ACTIVITY: Read through the listing below and copy each line in which the word "contents" occurs.

EXERCISE INPUTS:
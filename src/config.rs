use crate::types::{DigestError, Result};
use indexmap::IndexMap;
use serde::Deserialize;
use std::collections::HashMap;
use std::path::Path;
use std::time::Duration;

/// Bounded-attempt retry policy applied uniformly to network fetches.
#[derive(Debug, Clone, Copy)]
pub struct RetryPolicy {
    pub max_attempts: u32,
    pub delay: Duration,
}

impl Default for RetryPolicy {
    fn default() -> Self {
        Self {
            max_attempts: 3,
            delay: Duration::from_secs(2),
        }
    }
}

/// Per-domain description of how to locate the main body text on a source
/// page.
#[derive(Debug, Clone, Deserialize)]
pub struct ExtractionRule {
    /// CSS selector for the element holding the article body.
    pub selector: String,
}

#[derive(Debug, Clone, Deserialize)]
pub struct EnrichmentConfig {
    #[serde(default = "default_true")]
    pub enabled: bool,
    /// Seconds between requests to the same domain. A politeness contract,
    /// not a correctness requirement.
    #[serde(default = "default_scraping_delay")]
    pub scraping_delay: u64,
    #[serde(default = "default_max_concurrent_fetches")]
    pub max_concurrent_fetches: usize,
    /// Domain -> extraction rule. Articles from domains without a rule are
    /// not enriched.
    #[serde(default)]
    pub sources: HashMap<String, ExtractionRule>,
}

impl Default for EnrichmentConfig {
    fn default() -> Self {
        Self {
            enabled: true,
            scraping_delay: default_scraping_delay(),
            max_concurrent_fetches: default_max_concurrent_fetches(),
            sources: HashMap::new(),
        }
    }
}

#[derive(Debug, Clone, Deserialize)]
pub struct DedupConfig {
    /// Minimum Jaccard similarity of text signatures for two articles to be
    /// considered the same story.
    #[serde(default = "default_similarity_threshold")]
    pub similarity_threshold: f64,
    #[serde(default = "default_shingle_size")]
    pub shingle_size: usize,
}

impl Default for DedupConfig {
    fn default() -> Self {
        Self {
            similarity_threshold: default_similarity_threshold(),
            shingle_size: default_shingle_size(),
        }
    }
}

#[derive(Debug, Clone, Deserialize)]
pub struct RankingConfig {
    /// How many top-ranked stories each category summary covers.
    #[serde(default = "default_top_stories")]
    pub top_stories: usize,
}

impl Default for RankingConfig {
    fn default() -> Self {
        Self {
            top_stories: default_top_stories(),
        }
    }
}

/// Explicit configuration passed into each stage's constructor. No stage
/// performs ambient lookups.
#[derive(Debug, Clone, Deserialize)]
pub struct DigestConfig {
    /// Category name -> feed URL. Insertion order defines the digest's
    /// section order.
    pub categories: IndexMap<String, String>,
    #[serde(default = "default_retry_count")]
    pub retry_count: u32,
    /// Seconds to wait between retry attempts.
    #[serde(default = "default_retry_delay")]
    pub retry_delay: u64,
    #[serde(default)]
    pub content_enrichment: EnrichmentConfig,
    #[serde(default)]
    pub dedup: DedupConfig,
    #[serde(default)]
    pub ranking: RankingConfig,
    #[serde(default = "default_base_folder")]
    pub base_folder: String,
    #[serde(default = "default_log_file")]
    pub log_file: String,
}

impl DigestConfig {
    /// Load and validate a JSON configuration file. Any problem here is
    /// fatal and reported before any pipeline stage runs.
    pub fn load(path: impl AsRef<Path>) -> Result<Self> {
        let path = path.as_ref();
        let content = std::fs::read_to_string(path).map_err(|e| {
            DigestError::Config(format!("cannot read {}: {}", path.display(), e))
        })?;
        let config: DigestConfig = serde_json::from_str(&content).map_err(|e| {
            DigestError::Config(format!("malformed config {}: {}", path.display(), e))
        })?;
        config.validate()?;
        Ok(config)
    }

    pub fn validate(&self) -> Result<()> {
        if self.categories.is_empty() {
            return Err(DigestError::Config(
                "config must define at least one category".to_string(),
            ));
        }
        for (category, feed_url) in &self.categories {
            url::Url::parse(feed_url).map_err(|e| {
                DigestError::Config(format!(
                    "category {:?} has invalid feed URL {:?}: {}",
                    category, feed_url, e
                ))
            })?;
        }
        for (domain, rule) in &self.content_enrichment.sources {
            scraper::Selector::parse(&rule.selector).map_err(|e| {
                DigestError::Config(format!(
                    "invalid selector for domain {:?}: {}",
                    domain, e
                ))
            })?;
        }
        let threshold = self.dedup.similarity_threshold;
        if !(0.0..=1.0).contains(&threshold) {
            return Err(DigestError::Config(format!(
                "similarity_threshold must be within [0.0, 1.0], got {}",
                threshold
            )));
        }
        if self.dedup.shingle_size == 0 {
            return Err(DigestError::Config(
                "shingle_size must be at least 1".to_string(),
            ));
        }
        if self.ranking.top_stories == 0 {
            return Err(DigestError::Config(
                "top_stories must be at least 1".to_string(),
            ));
        }
        Ok(())
    }

    pub fn retry_policy(&self) -> RetryPolicy {
        RetryPolicy {
            max_attempts: self.retry_count,
            delay: Duration::from_secs(self.retry_delay),
        }
    }

    /// Configured category order, used by the composition stage.
    pub fn category_order(&self) -> Vec<String> {
        self.categories.keys().cloned().collect()
    }
}

fn default_true() -> bool {
    true
}

fn default_retry_count() -> u32 {
    3
}

fn default_retry_delay() -> u64 {
    2
}

fn default_scraping_delay() -> u64 {
    2
}

fn default_max_concurrent_fetches() -> usize {
    4
}

fn default_similarity_threshold() -> f64 {
    0.55
}

fn default_shingle_size() -> usize {
    3
}

fn default_top_stories() -> usize {
    8
}

fn default_base_folder() -> String {
    "weekly_news".to_string()
}

fn default_log_file() -> String {
    "logs/output.log".to_string()
}
pub mod archive;
pub mod composer;
pub mod config;
pub mod dedup;
pub mod delivery;
pub mod enricher;
pub mod ingest;
pub mod llm;
pub mod pipeline;
pub mod ranker;
pub mod report;
pub mod summarizer;
pub mod types;

pub use archive::WeeklyArchive;
pub use config::{DedupConfig, DigestConfig, EnrichmentConfig, RankingConfig, RetryPolicy};
pub use dedup::Deduplicator;
pub use enricher::{ContentEnricher, FetchPage, HttpPageFetcher};
pub use ingest::FeedIngester;
pub use llm::{HeuristicModel, OpenAiModel};
pub use pipeline::DigestPipeline;
pub use ranker::{Ranker, ScoreModel};
pub use report::FailureReport;
pub use summarizer::{Summarizer, SummaryModel};
pub use types::*;
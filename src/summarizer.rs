use crate::config::RankingConfig;
use crate::report::FailureReport;
use crate::types::{ArticleCluster, CategorySection, Result};
use async_trait::async_trait;
use std::sync::Arc;
use tracing::{debug, info};

/// AI-backed narrative generation, injected so tests can substitute a
/// deterministic stub.
#[async_trait]
pub trait SummaryModel: Send + Sync {
    /// Produce one short narrative covering the given `(title, text)` pairs
    /// for a category.
    async fn generate_summary(&self, category: &str, items: &[(String, String)]) -> Result<String>;
}

/// Summarization stage: selects the top-ranked clusters per category and
/// produces one summary per category, never per article.
pub struct Summarizer {
    config: RankingConfig,
    model: Arc<dyn SummaryModel>,
    report: Arc<FailureReport>,
}

impl Summarizer {
    pub fn new(
        config: RankingConfig,
        model: Arc<dyn SummaryModel>,
        report: Arc<FailureReport>,
    ) -> Self {
        Self {
            config,
            model,
            report,
        }
    }

    /// Build the section for one category from its ranked clusters.
    ///
    /// A category with no clusters still produces a section, so the
    /// digest's category list stays stable week to week. A generation
    /// failure falls back to a plain list of the selected titles and is
    /// recorded; it never blocks composition.
    pub async fn summarize(
        &self,
        category: &str,
        ranked_clusters: Vec<ArticleCluster>,
    ) -> CategorySection {
        let top_clusters: Vec<ArticleCluster> = ranked_clusters
            .into_iter()
            .take(self.config.top_stories)
            .collect();

        if top_clusters.is_empty() {
            debug!(category, "no qualifying stories, emitting empty section");
            return CategorySection::empty(category);
        }

        let items: Vec<(String, String)> = top_clusters
            .iter()
            .map(|c| {
                (
                    c.canonical.title.clone(),
                    c.canonical.best_text().to_string(),
                )
            })
            .collect();

        let summary_text = match self.model.generate_summary(category, &items).await {
            Ok(text) => text,
            Err(e) => {
                self.report
                    .record_generation_failure(category, &e.to_string());
                items
                    .iter()
                    .map(|(title, _)| title.as_str())
                    .collect::<Vec<_>>()
                    .join("; ")
            }
        };

        info!(
            category,
            stories = top_clusters.len(),
            "category summarized"
        );
        CategorySection {
            category: category.to_string(),
            top_clusters,
            summary_text,
        }
    }
}
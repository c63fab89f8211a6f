use crate::types::{Article, DigestError, Result};
use chrono::{DateTime, Datelike, Duration, NaiveDate, Utc, Weekday};
use std::collections::HashSet;
use std::fs;
use std::path::{Path, PathBuf};
use tracing::{error, info, warn};

/// Weekly article store: one JSON file per ISO week under the configured
/// base folder. Repeated runs within the same week merge by article id so
/// earlier fetches are never lost.
pub struct WeeklyArchive {
    base_folder: PathBuf,
}

impl WeeklyArchive {
    pub fn new(base_folder: impl Into<PathBuf>) -> Self {
        Self {
            base_folder: base_folder.into(),
        }
    }

    pub fn file_path(&self, year: i32, week: u32) -> PathBuf {
        self.base_folder
            .join(format!("news_{}_{:02}.json", year, week))
    }

    /// Load the week's articles. A missing file yields an empty list; a
    /// corrupted file is backed up to `.bak` and treated as empty.
    pub fn load(&self, year: i32, week: u32) -> Vec<Article> {
        let path = self.file_path(year, week);
        if !path.exists() {
            return Vec::new();
        }
        let content = match fs::read_to_string(&path) {
            Ok(content) => content,
            Err(e) => {
                error!(path = %path.display(), error = %e, "failed to read weekly archive");
                return Vec::new();
            }
        };
        if content.trim().is_empty() {
            warn!(path = %path.display(), "weekly archive is empty");
            return Vec::new();
        }
        match serde_json::from_str(&content) {
            Ok(articles) => articles,
            Err(e) => {
                error!(path = %path.display(), error = %e, "corrupted weekly archive");
                backup_file(&path);
                Vec::new()
            }
        }
    }

    pub fn save(&self, year: i32, week: u32, articles: &[Article]) -> Result<()> {
        fs::create_dir_all(&self.base_folder)?;
        let path = self.file_path(year, week);
        let content = serde_json::to_string_pretty(articles)?;
        fs::write(&path, content)?;
        info!(path = %path.display(), articles = articles.len(), "weekly archive saved");
        Ok(())
    }

    /// Merge freshly fetched articles into the existing set, keeping the
    /// first occurrence of each id. Returns the merged set and the number
    /// of newly added articles.
    pub fn merge(existing: Vec<Article>, fetched: Vec<Article>) -> (Vec<Article>, usize) {
        let mut seen: HashSet<String> = existing.iter().map(|a| a.id.clone()).collect();
        let mut merged = existing;
        let mut added = 0;
        for article in fetched {
            if seen.insert(article.id.clone()) {
                merged.push(article);
                added += 1;
            }
        }
        (merged, added)
    }
}

fn backup_file(path: &Path) {
    let backup = path.with_extension("json.bak");
    match fs::rename(path, &backup) {
        Ok(()) => info!(backup = %backup.display(), "backed up corrupted archive"),
        Err(e) => error!(path = %path.display(), error = %e, "failed to back up archive"),
    }
}

/// `[start, end)` of an ISO week in UTC.
pub fn week_range(year: i32, week: u32) -> Result<(DateTime<Utc>, DateTime<Utc>)> {
    let start_date = NaiveDate::from_isoywd_opt(year, week, Weekday::Mon)
        .ok_or_else(|| DigestError::Config(format!("invalid ISO week {}-W{:02}", year, week)))?;
    let start = start_date
        .and_hms_opt(0, 0, 0)
        .expect("midnight is a valid time")
        .and_utc();
    Ok((start, start + Duration::days(7)))
}

/// Current ISO year and week number.
pub fn current_year_week() -> (i32, u32) {
    let today = Utc::now();
    let iso = today.iso_week();
    (iso.year(), iso.week())
}
use anyhow::Context;
use clap::Parser;
use news_digest::archive::{current_year_week, week_range, WeeklyArchive};
use news_digest::delivery::{render_html, MailgunDelivery};
use news_digest::{
    DigestConfig, DigestPipeline, FeedIngester, HeuristicModel, HttpPageFetcher, OpenAiModel,
    ScoreModel, SummaryModel,
};
use std::fs::File;
use std::path::{Path, PathBuf};
use std::sync::Arc;
use tracing::{info, warn};
use tracing_subscriber::fmt::writer::MakeWriterExt;

#[derive(Debug, Parser)]
#[command(name = "news-digest", about = "Weekly categorized news digest")]
struct Args {
    /// Path to the JSON configuration file.
    #[arg(long, default_value = "config.json")]
    config: PathBuf,

    /// ISO year of the digest period. Defaults to the current week.
    #[arg(long, requires = "week")]
    year: Option<i32>,

    /// ISO week number of the digest period.
    #[arg(long, requires = "year")]
    week: Option<u32>,

    /// Print the rendered digest instead of emailing it.
    #[arg(long)]
    skip_delivery: bool,
}

#[tokio::main]
async fn main() -> anyhow::Result<()> {
    let args = Args::parse();

    let config = DigestConfig::load(&args.config)
        .with_context(|| format!("loading configuration from {}", args.config.display()))?;
    init_logging(&config.log_file)?;

    let (year, week) = match (args.year, args.week) {
        (Some(year), Some(week)) => (year, week),
        _ => current_year_week(),
    };
    let (period_start, period_end) = week_range(year, week)?;
    info!(year, week, %period_start, %period_end, "building digest");

    // Ingest the week's articles and merge them into the weekly archive so
    // repeated runs accumulate rather than overwrite.
    let ingester = FeedIngester::new(config.retry_policy());
    let fetched = ingester
        .fetch_all(&config.categories, period_start, period_end)
        .await;
    let archive = WeeklyArchive::new(&config.base_folder);
    let existing = archive.load(year, week);
    let (articles, added) = WeeklyArchive::merge(existing, fetched);
    info!(total = articles.len(), added, "articles collected for the week");
    archive.save(year, week, &articles)?;

    let (score_model, summary_model): (Arc<dyn ScoreModel>, Arc<dyn SummaryModel>) =
        match OpenAiModel::from_env() {
            Some(model) => {
                let model = Arc::new(model);
                (model.clone(), model)
            }
            None => {
                warn!("OPENAI_API_KEY not set, using the offline heuristic model");
                let model = Arc::new(HeuristicModel);
                (model.clone(), model)
            }
        };

    let pipeline = DigestPipeline::new(
        &config,
        Arc::new(HttpPageFetcher::new()),
        score_model,
        summary_model,
    );
    let digest = pipeline.run(articles, period_start, period_end).await;
    pipeline.report().log_totals();

    if args.skip_delivery {
        println!("{}", render_html(&digest));
    } else {
        let delivery = MailgunDelivery::from_env()?;
        delivery.deliver(&digest).await?;
    }

    Ok(())
}

fn init_logging(log_file: &str) -> anyhow::Result<()> {
    if let Some(dir) = Path::new(log_file).parent() {
        if !dir.as_os_str().is_empty() {
            std::fs::create_dir_all(dir)?;
        }
    }
    let file = Arc::new(File::options().create(true).append(true).open(log_file)?);
    tracing_subscriber::fmt()
        .with_writer(file.and(std::io::stdout))
        .with_ansi(false)
        .init();
    Ok(())
}
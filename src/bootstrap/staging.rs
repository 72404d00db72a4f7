//! Temporary copy of the cluster descriptor inside the upload directory.

use camino::{Utf8Path, Utf8PathBuf};
use cap_std::{ambient_authority, fs_utf8::Dir};
use tracing::{debug, warn};

use super::BootstrapError;

/// File name the descriptor is staged under.
pub const STAGED_DESCRIPTOR_NAME: &str = "cluster-descriptor.toml";

/// Copy of the descriptor that lives as long as the installs need it.
///
/// The copy is removed when the guard drops. A file the operator already
/// placed under the staged name is used as is and left in place.
#[derive(Debug)]
pub struct StagedDescriptor {
    dir: Dir,
    path: Utf8PathBuf,
    owned: bool,
}

impl StagedDescriptor {
    /// Copies `source` into `upload_dir` as [`STAGED_DESCRIPTOR_NAME`].
    ///
    /// # Errors
    ///
    /// Returns [`BootstrapError::Stage`] when either directory cannot be
    /// opened, the source cannot be read, or the copy cannot be written.
    pub fn stage(upload_dir: &Utf8Path, source: &Utf8Path) -> Result<Self, BootstrapError> {
        let dir = Dir::open_ambient_dir(upload_dir, ambient_authority())
            .map_err(|err| stage_error(upload_dir, &err))?;
        let path = upload_dir.join(STAGED_DESCRIPTOR_NAME);

        if dir.exists(STAGED_DESCRIPTOR_NAME) {
            debug!(path = %path, "using descriptor already present in the upload directory");
            return Ok(Self {
                dir,
                path,
                owned: false,
            });
        }

        let contents = read_source(source)?;
        dir.write(STAGED_DESCRIPTOR_NAME, contents)
            .map_err(|err| stage_error(&path, &err))?;
        debug!(path = %path, "staged cluster descriptor");
        Ok(Self {
            dir,
            path,
            owned: true,
        })
    }

    /// Location of the staged copy.
    #[must_use]
    pub fn path(&self) -> &Utf8Path {
        &self.path
    }
}

impl Drop for StagedDescriptor {
    fn drop(&mut self) {
        if !self.owned {
            return;
        }
        if let Err(err) = self.dir.remove_file(STAGED_DESCRIPTOR_NAME) {
            warn!(path = %self.path, error = %err, "failed to remove staged cluster descriptor");
        }
    }
}

fn read_source(source: &Utf8Path) -> Result<String, BootstrapError> {
    let parent = source
        .parent()
        .filter(|dir| !dir.as_str().is_empty())
        .unwrap_or_else(|| Utf8Path::new("."));
    let file_name = source.file_name().ok_or_else(|| BootstrapError::Stage {
        path: source.to_path_buf(),
        message: String::from("descriptor path is missing a file name"),
    })?;
    let dir = Dir::open_ambient_dir(parent, ambient_authority())
        .map_err(|err| stage_error(parent, &err))?;
    dir.read_to_string(file_name)
        .map_err(|err| stage_error(source, &err))
}

fn stage_error(path: &Utf8Path, err: &std::io::Error) -> BootstrapError {
    BootstrapError::Stage {
        path: path.to_path_buf(),
        message: err.to_string(),
    }
}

SOLUTION TO THIS EXERCISE:
        let contents = read_source(source)?;
        dir.write(STAGED_DESCRIPTOR_NAME, contents)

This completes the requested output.